*** Raw data

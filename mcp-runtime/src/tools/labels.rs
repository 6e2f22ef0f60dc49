//! Prometheus-style label matchers shared by the alerting and Prometheus
//! tools. Arguments arrive as `[{"filters": [{"name", "value", "type"}]}]`.

use std::collections::HashMap;

use grafana_mcp_core::error::{Error, Result};
use regex::Regex;
use serde_json::Value;

#[derive(Clone, Copy, Debug, PartialEq, Eq)]
pub enum MatchOp {
    Equal,
    NotEqual,
    Regex,
    NotRegex,
}

impl MatchOp {
    fn parse(field: &str, raw: &str) -> Result<Self> {
        match raw {
            "" | "=" => Ok(Self::Equal),
            "!=" => Ok(Self::NotEqual),
            "=~" => Ok(Self::Regex),
            "!~" => Ok(Self::NotRegex),
            other => Err(Error::validation(
                field,
                format!("unsupported matcher type '{other}'"),
            )),
        }
    }

    fn as_str(self) -> &'static str {
        match self {
            Self::Equal => "=",
            Self::NotEqual => "!=",
            Self::Regex => "=~",
            Self::NotRegex => "!~",
        }
    }
}

#[derive(Clone, Debug)]
pub struct LabelMatcher {
    pub name: String,
    pub value: String,
    pub op: MatchOp,
    pattern: Option<Regex>,
}

impl LabelMatcher {
    pub fn new(field: &str, name: &str, value: &str, op: MatchOp) -> Result<Self> {
        if name.is_empty() {
            return Err(Error::validation(field, "label matcher is missing 'name'"));
        }
        let pattern = match op {
            MatchOp::Regex | MatchOp::NotRegex => Some(Regex::new(value).map_err(|err| {
                Error::validation(field, format!("invalid regular expression '{value}': {err}"))
            })?),
            MatchOp::Equal | MatchOp::NotEqual => None,
        };
        Ok(Self {
            name: name.to_string(),
            value: value.to_string(),
            op,
            pattern,
        })
    }

    /// Regex matchers search anywhere in the value; an absent label only
    /// satisfies `!=` and `!~`.
    pub fn matches(&self, labels: &HashMap<String, String>) -> bool {
        let actual = labels.get(&self.name);
        match (self.op, &self.pattern) {
            (MatchOp::Equal, _) => actual == Some(&self.value),
            (MatchOp::NotEqual, _) => actual != Some(&self.value),
            (MatchOp::Regex, Some(pattern)) => actual.is_some_and(|v| pattern.is_match(v)),
            (MatchOp::NotRegex, Some(pattern)) => actual.is_none_or(|v| !pattern.is_match(v)),
            (MatchOp::Regex | MatchOp::NotRegex, None) => false,
        }
    }

    fn to_promql(&self) -> String {
        let escaped = self.value.replace('\\', "\\\\").replace('"', "\\\"");
        format!("{}{}\"{}\"", self.name, self.op.as_str(), escaped)
    }
}

/// A conjunction of matchers.
#[derive(Clone, Debug)]
pub struct Selector {
    pub filters: Vec<LabelMatcher>,
}

impl Selector {
    pub fn matches(&self, labels: &HashMap<String, String>) -> bool {
        self.filters.iter().all(|matcher| matcher.matches(labels))
    }

    pub fn to_promql(&self) -> String {
        let inner: Vec<String> = self.filters.iter().map(LabelMatcher::to_promql).collect();
        format!("{{{}}}", inner.join(", "))
    }
}

pub fn matches_all(selectors: &[Selector], labels: &HashMap<String, String>) -> bool {
    selectors.iter().all(|selector| selector.matches(labels))
}

/// Parse the selector argument. Selectors without filters are dropped.
pub fn parse_selectors(field: &str, raw: Option<&Value>) -> Result<Vec<Selector>> {
    let entries = match raw {
        None | Some(Value::Null) => return Ok(Vec::new()),
        Some(Value::Array(entries)) => entries,
        Some(_) => return Err(Error::validation(field, format!("'{field}' must be an array"))),
    };

    let mut selectors = Vec::new();
    for entry in entries {
        let Some(entry) = entry.as_object() else {
            return Err(Error::validation(field, "label selector entries must be objects"));
        };
        let filters: &[Value] = match entry.get("filters") {
            None | Some(Value::Null) => &[],
            Some(Value::Array(filters)) => filters.as_slice(),
            Some(_) => {
                return Err(Error::validation(field, "label selector 'filters' must be an array"));
            }
        };
        let mut matchers = Vec::with_capacity(filters.len());
        for filter in filters {
            matchers.push(parse_matcher(field, filter)?);
        }
        if !matchers.is_empty() {
            selectors.push(Selector { filters: matchers });
        }
    }
    Ok(selectors)
}

fn parse_matcher(field: &str, raw: &Value) -> Result<LabelMatcher> {
    let Some(filter) = raw.as_object() else {
        return Err(Error::validation(field, "label matcher entries must be objects"));
    };
    let name = filter.get("name").and_then(Value::as_str).unwrap_or_default();
    let Some(value) = filter.get("value").and_then(Value::as_str) else {
        return Err(Error::validation(field, "label matcher 'value' must be a string"));
    };
    let op = match filter.get("type") {
        None | Some(Value::Null) => MatchOp::Equal,
        Some(Value::String(op)) => MatchOp::parse(field, op)?,
        Some(_) => return Err(Error::validation(field, "label matcher 'type' must be a string")),
    };
    LabelMatcher::new(field, name, value, op)
}

/// Flatten a JSON label object to strings, ignoring non-string values.
pub fn label_map(labels: Option<&Value>) -> HashMap<String, String> {
    labels
        .and_then(Value::as_object)
        .map(|object| {
            object
                .iter()
                .filter_map(|(k, v)| v.as_str().map(|v| (k.clone(), v.to_string())))
                .collect()
        })
        .unwrap_or_default()
}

******

__Problem requirements__:
Write out a verbatim copy of the data, beginning with its first line and ending with the line that contains "(MatchOp::NotEqual, _) =>".

__Worked solution__:
filename mcp-runtime/src/tools/labels.rs
repository 6e2f22ef0f60dc49
//! Prometheus-style label matchers shared by the alerting and Prometheus
//! tools. Arguments arrive as `[{"filters": [{"name", "value", "type"}]}]`.

use std::collections::HashMap;

use grafana_mcp_core::error::{Error, Result};
use regex::Regex;
use serde_json::Value;

#[derive(Clone, Copy, Debug, PartialEq, Eq)]
pub enum MatchOp {
    Equal,
    NotEqual,
    Regex,
    NotRegex,
}

impl MatchOp {
    fn parse(field: &str, raw: &str) -> Result<Self> {
        match raw {
            "" | "=" => Ok(Self::Equal),
            "!=" => Ok(Self::NotEqual),
            "=~" => Ok(Self::Regex),
            "!~" => Ok(Self::NotRegex),
            other => Err(Error::validation(
                field,
                format!("unsupported matcher type '{other}'"),
            )),
        }
    }

    fn as_str(self) -> &'static str {
        match self {
            Self::Equal => "=",
            Self::NotEqual => "!=",
            Self::Regex => "=~",
            Self::NotRegex => "!~",
        }
    }
}

#[derive(Clone, Debug)]
pub struct LabelMatcher {
    pub name: String,
    pub value: String,
    pub op: MatchOp,
    pattern: Option<Regex>,
}

impl LabelMatcher {
    pub fn new(field: &str, name: &str, value: &str, op: MatchOp) -> Result<Self> {
        if name.is_empty() {
            return Err(Error::validation(field, "label matcher is missing 'name'"));
        }
        let pattern = match op {
            MatchOp::Regex | MatchOp::NotRegex => Some(Regex::new(value).map_err(|err| {
                Error::validation(field, format!("invalid regular expression '{value}': {err}"))
            })?),
            MatchOp::Equal | MatchOp::NotEqual => None,
        };
        Ok(Self {
            name: name.to_string(),
            value: value.to_string(),
            op,
            pattern,
        })
    }

    /// Regex matchers search anywhere in the value; an absent label only
    /// satisfies `!=` and `!~`.
    pub fn matches(&self, labels: &HashMap<String, String>) -> bool {
        let actual = labels.get(&self.name);
        match (self.op, &self.pattern) {
            (MatchOp::Equal, _) => actual == Some(&self.value),
            (MatchOp::NotEqual, _) => actual != Some(&self.value),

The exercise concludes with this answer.